If the future of longevity research goes the way we'd all like it to go, calorie restriction and exercise will increase - for most people - the chances of living in good health to benefit from the first real, working rejuvenation therapies. It's smart to do those easy, low cost things that raise the odds, just as it's smart to recognize that these are odds. The future is never certain, even when we're setting out to craft it in the manner we would like.
On the subject of exercise, aging and longevity, you'll find a raft of papers on PubMed from the Applied Physiology, Nutrition, and Metabolism journal. The few excepts below look at some of the ways in which regular exercise beneficially changes the operation of metabolic processes.
Although not completely understood, the mechanisms underlying the aging process may partly involve inflammatory processes, oxidative damage, mitochondrial dysfunction, and apoptotic tissue degeneration. These hypotheses are based on epidemiological evidence and data from animal models of aging, as well as interventional studies. Findings from these studies have identified possible strategies to decrease the incidence of age-related diseases and delay the aging process. For example, lifelong exercise is known to extend mean life-span, whereas calorie restriction (CR) increases both mean and maximum life-span in a variety of species. Optimal application of these intervention strategies in the elderly may positively affect health-related outcomes and possibly longevity.
moderate regular exercise attenuates oxidative stress. The mild oxidative stress possibly elicited by regular exercise appears to manifest a hormesis-like effect in nonmuscular tissues, constituting beneficial mechanisms of exercise by adaptively upregulating various antioxidant mechanisms, including antioxidative and repair-degradation enzymes for damaged molecules. Importantly, the adaptation induced by regular exercise was effective even if initiated late in life.
Reactive oxygen species (ROS) are continuously generated during aerobic metabolism. Certain levels of ROS, which could be dependent on the type of cell, cell age, history of ROS exposure, etc., could facilitate specific cell functions. Indeed, ROS stimulate a number of stress responses and activate gene expression for a wide range of proteins. It is well known that increased levels of ROS are involved in the aging process and the pathogenesis of a number of neurodegenerative diseases. Because of the enhanced sensitivity of the central nervous system to ROS, it is especially important to maintain the normal redox state in different types of neuro cells.
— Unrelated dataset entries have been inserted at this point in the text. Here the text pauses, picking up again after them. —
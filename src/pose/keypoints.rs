//! Hand keypoint schema
//!
//! The 21-point hand landmark layout used by the MediaPipe Hands family of
//! detectors. Estimators report keypoints either with names
//! (`"index_finger_tip"`) or positionally; [`KeypointId`] resolves both.

use serde::{Deserialize, Serialize};

/// Anatomical identity of a hand keypoint
#[derive(Debug, Clone, Copy, PartialEq, Eq, Hash, Serialize, Deserialize)]
#[serde(rename_all = "snake_case")]
pub enum KeypointId {
    /// Wrist (0)
    Wrist,
    /// Thumb carpometacarpal joint (1)
    ThumbCmc,
    /// Thumb metacarpophalangeal joint (2)
    ThumbMcp,
    /// Thumb interphalangeal joint (3)
    ThumbIp,
    /// Thumb tip (4)
    ThumbTip,
    /// Index finger knuckle (MCP, 5)
    IndexFingerMcp,
    /// Index finger middle joint (PIP, 6)
    IndexFingerPip,
    /// Index finger end joint (DIP, 7)
    IndexFingerDip,
    /// Index fingertip (8)
    IndexFingerTip,
    /// Middle finger knuckle (MCP, 9)
    MiddleFingerMcp,
    /// Middle finger middle joint (PIP, 10)
    MiddleFingerPip,
    /// Middle finger end joint (DIP, 11)
    MiddleFingerDip,
    /// Middle fingertip (12)
    MiddleFingerTip,
    /// Ring finger knuckle (MCP, 13)
    RingFingerMcp,
    /// Ring finger middle joint (PIP, 14)
    RingFingerPip,
    /// Ring finger end joint (DIP, 15)
    RingFingerDip,
    /// Ring fingertip (16)
    RingFingerTip,
    /// Pinky finger knuckle (MCP, 17)
    PinkyFingerMcp,
    /// Pinky finger middle joint (PIP, 18)
    PinkyFingerPip,
    /// Pinky finger end joint (DIP, 19)
    PinkyFingerDip,
    /// Pinky fingertip (20)
    PinkyFingerTip,
}

impl KeypointId {
    /// Number of keypoints in the schema
    pub const COUNT: usize = 21;

    /// All keypoints in schema order
    pub const ALL: [KeypointId; Self::COUNT] = [
        Self::Wrist,
        Self::ThumbCmc,
        Self::ThumbMcp,
        Self::ThumbIp,
        Self::ThumbTip,
        Self::IndexFingerMcp,
        Self::IndexFingerPip,
        Self::IndexFingerDip,
        Self::IndexFingerTip,
        Self::MiddleFingerMcp,
        Self::MiddleFingerPip,
        Self::MiddleFingerDip,
        Self::MiddleFingerTip,
        Self::RingFingerMcp,
        Self::RingFingerPip,
        Self::RingFingerDip,
        Self::RingFingerTip,
        Self::PinkyFingerMcp,
        Self::PinkyFingerPip,
        Self::PinkyFingerDip,
        Self::PinkyFingerTip,
    ];

    /// Position of this keypoint in the detector's output array
    pub fn index(self) -> usize {
        self as usize
    }

    /// Keypoint for a positional index
    pub fn from_index(index: usize) -> Option<Self> {
        Self::ALL.get(index).copied()
    }

    /// Name reported by the detector for this keypoint
    pub fn name(self) -> &'static str {
        match self {
            Self::Wrist => "wrist",
            Self::ThumbCmc => "thumb_cmc",
            Self::ThumbMcp => "thumb_mcp",
            Self::ThumbIp => "thumb_ip",
            Self::ThumbTip => "thumb_tip",
            Self::IndexFingerMcp => "index_finger_mcp",
            Self::IndexFingerPip => "index_finger_pip",
            Self::IndexFingerDip => "index_finger_dip",
            Self::IndexFingerTip => "index_finger_tip",
            Self::MiddleFingerMcp => "middle_finger_mcp",
            Self::MiddleFingerPip => "middle_finger_pip",
            Self::MiddleFingerDip => "middle_finger_dip",
            Self::MiddleFingerTip => "middle_finger_tip",
            Self::RingFingerMcp => "ring_finger_mcp",
            Self::RingFingerPip => "ring_finger_pip",
            Self::RingFingerDip => "ring_finger_dip",
            Self::RingFingerTip => "ring_finger_tip",
            Self::PinkyFingerMcp => "pinky_finger_mcp",
            Self::PinkyFingerPip => "pinky_finger_pip",
            Self::PinkyFingerDip => "pinky_finger_dip",
            Self::PinkyFingerTip => "pinky_finger_tip",
        }
    }

    /// Whether this keypoint is a fingertip
    pub fn is_fingertip(self) -> bool {
        matches!(
            self,
            Self::ThumbTip
                | Self::IndexFingerTip
                | Self::MiddleFingerTip
                | Self::RingFingerTip
                | Self::PinkyFingerTip
        )
    }
}

impl std::fmt::Display for KeypointId {
    fn fmt(&self, f: &mut std::fmt::Formatter<'_>) -> std::fmt::Result {
        f.write_str(self.name())
    }
}

impl std::str::FromStr for KeypointId {
    type Err = String;

    fn from_str(s: &str) -> Result<Self, Self::Err> {
        Self::ALL
            .iter()
            .copied()
            .find(|id| id.name() == s)
            .ok_or_else(|| format!("Unknown keypoint: {}", s))
    }
}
It appears that exercise-induced modulation of the redox state is an important means by which exercise benefits brain function, increases the resistance against oxidative stress, and facilitates recovery from oxidative stress.
The bottom line: over the long term, these sorts of changes add up to additional years of health. Exercise reduce the rate at which some of the cellular and biomolecular damage of aging accumulates, either by slowing the ongoing addition of new damage, or by modifying the processes of repair. In a future of rapidly advancing biotechnology, even a single additional year of time to wait for new therapies is a big deal. So swing the odds in your favor.